Bettys Sonntagstraum

»Dienstag, Mittwoch, Donnerstag, Freitag, Samstag« Zählte die kleine, blasse Konfektioneuse in ihrem Kämmerchen im 5. Stockwerke. »Fünf Tage noch.« Es war ja schon Montag abend. Sogar spät am Abend. Betty aber nähte noch fleißig. Die Maschine knatterte und die kleine Öllampe schaute verdrossen drein und paffte von Zeit zu Zeit ihren Unmuth in die Luft. – Das Mädchen mit den eingefallenen Wangen aber kümmerte sich nicht darum. Ihre Gedanken waren weit weg. – Seit drei Monaten war sie jetzt in der Hauptstadt, freilich viel wusste sie nicht davon. Ihr Weg ging früh ins Geschäft durch die kleinen eckigen Seitengassen und abends wieder nachhause fünf Treppen hoch in ihr graues, winziges Stübchen. Aber sie verdiente hier viel mehr, als in der Provinz. Und unwillkürlich warf sie einen Blick auf die wohlverschlossene Lade der alten schiefen Commode, in welcher ihre kargen Ersparnisse lagen. – Dann nähte sie weiter.

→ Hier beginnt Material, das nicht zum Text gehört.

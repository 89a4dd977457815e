//! Re-creating ChiliProject issues in GitLab.
//!
//! Each issue is created with its author's private token so GitLab attributes
//! it to the original author, then closed with the same token if it was
//! closed in ChiliProject.

mod error;
mod migrated_issue;
mod payload;

pub use error::IssueError;
pub use migrated_issue::MigratedIssue;
pub use payload::{build_description, build_issue, build_labels};

use crate::config::MigrationSettings;
use crate::directory::NameDirectory;
use crate::gitlab::{GitLabApi, NewIssue};
use crate::reconcile::ProjectMapping;
use crate::source::SourceIssue;
use tracing::{info, info_span, Instrument};

/// Resolves the target project and builds the creation payload without
/// calling GitLab.
///
/// # Errors
///
/// Returns [`IssueError`] if the project is unmapped or the assignee unknown.
pub fn prepare_issue(
    issue: &SourceIssue,
    settings: &MigrationSettings,
    directory: &NameDirectory,
    projects: &ProjectMapping,
) -> Result<(u64, NewIssue), IssueError> {
    let project = issue.project_key();
    let project_id = projects
        .project_id(&project)
        .ok_or(IssueError::UnmappedProject { project })?;
    let payload = build_issue(issue, directory, &settings.migration_label)?;
    Ok((project_id, payload))
}

/// Creates one issue in GitLab and closes it if the source issue was closed.
///
/// # Errors
///
/// Returns [`IssueError`] if the issue cannot be prepared or any GitLab call
/// answers with an unexpected status.
pub async fn migrate_issue(
    api: &dyn GitLabApi,
    issue: &SourceIssue,
    settings: &MigrationSettings,
    directory: &NameDirectory,
    projects: &ProjectMapping,
) -> Result<MigratedIssue, IssueError> {
    let span = info_span!(
        "migrate_issue",
        number = %issue.number,
        author = %issue.author_key()
    );

    async {
        let token = settings
            .token_for(&issue.author)
            .ok_or_else(|| IssueError::MissingToken {
                author: issue.author_key(),
            })?;
        let (project_id, payload) = prepare_issue(issue, settings, directory, projects)?;

        info!(title = %payload.title, project_id, "Adding issue");
        let created = api.create_issue(token, project_id, &payload).await?;
        info!(issue_id = created.id, "Issue created");

        let closed = issue.status == settings.closed_status;
        if closed {
            info!(issue_id = created.id, "Closing issue");
            api.close_issue(token, project_id, &created).await?;
        }

        Ok(MigratedIssue {
            source_number: issue.number.clone(),
            project_id,
            created,
            closed,
        })
    }
    .instrument(span)
    .await
}
//! SQL statements that restore the original ChiliProject timestamps.
//!
//! The GitLab API does not accept creation or update times, so migrated
//! issues, their closing notes, activity events and label taggings all carry
//! the time of the migration. The statements rendered here overwrite those
//! columns directly in the GitLab database. They are meant to be reviewed and
//! executed by hand; values are substituted verbatim.

mod error;
mod renderer;
mod statement;

pub use error::BackfillError;
pub use renderer::{create_statement_registry, StatementRenderer};
pub use statement::StatementKind;

use crate::timestamps::TimestampMap;
use std::io::Write;
use tracing::info;

/// Database name used when none is given.
pub const DEFAULT_DATABASE: &str = "gitlab";

/// Writes every backfill statement for `map`, one per line.
///
/// Returns the number of statements written.
///
/// # Errors
///
/// Returns [`BackfillError`] if rendering or writing fails.
pub fn emit_backfill(
    map: &TimestampMap,
    database: &str,
    out: &mut impl Write,
) -> Result<usize, BackfillError> {
    let renderer = StatementRenderer::new(database)?;
    let statements = renderer.render_all(map)?;

    for statement in &statements {
        writeln!(out, "{statement}")?;
    }

    info!(
        issues = map.len(),
        statements = statements.len(),
        "Emitted backfill statements"
    );
    Ok(statements.len())
}

#[cfg(test)]
mod tests {
    use super::*;

    #[test]
    fn writes_one_line_per_statement() {
        let mut map = TimestampMap::new();
        map.record(5, "a", "b");
        let mut out = Vec::new();

        let count = emit_backfill(&map, DEFAULT_DATABASE, &mut out).unwrap();

        let text = String::from_utf8(out).unwrap();
        assert_eq!(count, StatementKind::ALL.len());
        assert_eq!(text.lines().count(), count);
        assert!(text.lines().all(|line| line.starts_with("UPDATE `gitlab`.")));
    }

    #[test]
    fn empty_map_writes_nothing() {
        let mut out = Vec::new();

        let count = emit_backfill(&TimestampMap::new(), DEFAULT_DATABASE, &mut out).unwrap();

        assert_eq!(count, 0);
        assert!(out.is_empty());
    }
}
//! Migration settings loading.
//!
//! The settings file carries everything the run needs that is not part of the
//! CSV export: the GitLab API location, one private token per ChiliProject
//! author and the manual project name overrides.

mod error;
mod settings;

pub use error::ConfigError;
pub use settings::{
    default_closed_status, default_migration_label, default_page_size, MigrationSettings,
};
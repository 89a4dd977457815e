//! `reqwest` implementation of [`GitLabApi`].

use super::{ApiError, Catalog, CatalogEntry, CreatedIssue, GitLabApi, NewIssue};
use async_trait::async_trait;
use reqwest::{Client, RequestBuilder, StatusCode};
use serde::de::DeserializeOwned;
use serde_json::json;
use tracing::debug;
use url::Url;

/// Header GitLab reads private tokens from.
const TOKEN_HEADER: &str = "PRIVATE-TOKEN";

/// GitLab REST client.
#[derive(Debug, Clone)]
pub struct ReqwestGitLab {
    api_url: Url,
    client: Client,
}

impl ReqwestGitLab {
    /// Creates a client for the given API base URL (e.g. `https://host/api/v4`).
    ///
    /// # Errors
    ///
    /// Returns [`ApiError::ClientBuild`] if the HTTP client cannot be initialized.
    pub fn new(api_url: Url) -> Result<Self, ApiError> {
        let client = Client::builder()
            .user_agent(concat!("chiliproject-migrator/", env!("CARGO_PKG_VERSION")))
            .build()
            .map_err(ApiError::ClientBuild)?;

        Ok(Self { api_url, client })
    }

    fn endpoint(&self, path: &str) -> String {
        let base = self.api_url.as_str().trim_end_matches('/');
        let suffix = path.trim_start_matches('/');
        format!("{base}/{suffix}")
    }

    /// Sends a request and returns the body if the status matches `expected`.
    async fn send(
        &self,
        operation: &str,
        request: RequestBuilder,
        expected: StatusCode,
    ) -> Result<String, ApiError> {
        let response = request.send().await.map_err(|e| ApiError::Request {
            operation: operation.to_string(),
            source: e,
        })?;

        let status = response.status();
        let body = response.text().await.map_err(|e| ApiError::Request {
            operation: operation.to_string(),
            source: e,
        })?;

        debug!(operation, status = status.as_u16(), "GitLab response");

        if status != expected {
            return Err(ApiError::UnexpectedStatus {
                operation: operation.to_string(),
                status: status.as_u16(),
                body,
            });
        }

        Ok(body)
    }

    async fn send_json<T: DeserializeOwned>(
        &self,
        operation: &str,
        request: RequestBuilder,
        expected: StatusCode,
    ) -> Result<T, ApiError> {
        let body = self.send(operation, request, expected).await?;
        serde_json::from_str(&body).map_err(|e| ApiError::MalformedResponse {
            operation: operation.to_string(),
            source: e,
        })
    }
}

#[async_trait]
impl GitLabApi for ReqwestGitLab {
    async fn list_catalog(
        &self,
        token: &str,
        catalog: Catalog,
        page: u32,
        per_page: u32,
    ) -> Result<Vec<CatalogEntry>, ApiError> {
        let request = self
            .client
            .get(self.endpoint(catalog.path()))
            .header(TOKEN_HEADER, token)
            .query(&[("per_page", per_page), ("page", page)]);

        self.send_json(&format!("list {catalog}"), request, StatusCode::OK)
            .await
    }

    async fn create_issue(
        &self,
        token: &str,
        project_id: u64,
        issue: &NewIssue,
    ) -> Result<CreatedIssue, ApiError> {
        let request = self
            .client
            .post(self.endpoint(&format!("projects/{project_id}/issues")))
            .header(TOKEN_HEADER, token)
            .json(issue);

        self.send_json("create issue", request, StatusCode::CREATED)
            .await
    }

    async fn close_issue(
        &self,
        token: &str,
        project_id: u64,
        issue: &CreatedIssue,
    ) -> Result<(), ApiError> {
        let request = self
            .client
            .put(self.endpoint(&format!(
                "projects/{project_id}/issues/{}",
                issue.url_id()
            )))
            .header(TOKEN_HEADER, token)
            .json(&json!({ "state_event": "close" }));

        self.send("close issue", request, StatusCode::OK).await?;
        Ok(())
    }
}
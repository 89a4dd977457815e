//! Source export error types.

use thiserror::Error;

/// Errors that can occur while reading the ChiliProject export.
#[derive(Debug, Error)]
pub enum SourceError {
    /// Failed to read the export file.
    #[error("Failed to read export '{path}': {source}")]
    IoError {
        path: String,
        #[source]
        source: std::io::Error,
    },

    /// The export is not valid UTF-8 while UTF-8 was requested.
    #[error("Export '{path}' is not valid UTF-8: {source}")]
    EncodingError {
        path: String,
        #[source]
        source: std::string::FromUtf8Error,
    },

    /// A row could not be parsed into an issue.
    #[error("Malformed CSV in '{path}': {source}")]
    CsvError {
        path: String,
        #[source]
        source: csv::Error,
    },
}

Und es kam ihr in den Sinn, dass sie sehr, sehr fleißig sein müsse; – wenn diese Groschen sich mehren und zu einem Sümmchen heranwachsen, dann würde sie ihrem Karl sagen: »So, jetzt, jetzt können wir heiraten.« Und die helle Freude schoss ihr in die Wangen – beim bloßen Gedanken daran. Er wird sie doch sicher heirathen, ihr Karl? Sicher. Hat ers ihr denn nicht hundertmal versprochen, wenn er sie im Provinzstädtchen früh zur Arbeit begleitete? Ja, ganz gewiss. Nun und jetzt, war er ja gar auch in die Hauptstadt gekommen – ihretwegen natürlich. Gestern Sonntag waren sie beisammen und über eine Woche … und die kleine begann wieder an den Fingern die Tage bisdahin zu zählen – – – da stand ihr eine große Freude bevor. – Karl wollte sie ins Theater führen. – Ins wirkliche, prächtige Theater. Karl war schon oft drinnen gewesen, früher schon; denn er besaß einen reichen Oheim in der Hauptstadt, der ihn von Zeit zu Zeit eingeladen und dahin u. dorthin mitgenommen hatte. – Betty aber hatte dergleichen noch niemals gesehen. In der kleinen Provinzstadt hatte wohl einmal eine fahrende Truppe ihre Bühne aufgeschlagen; aber das war im rauchigen dumpfigen Wirtshaussaal, und das hatte ihr gar nicht gefallen. – Hier aber … Wie gut doch Carl ist, der ihr solch ein Vergnügen zu machen weiß. Das musste ja wohl ein halbes Vermögen kosten dort eintreten zu dürfen!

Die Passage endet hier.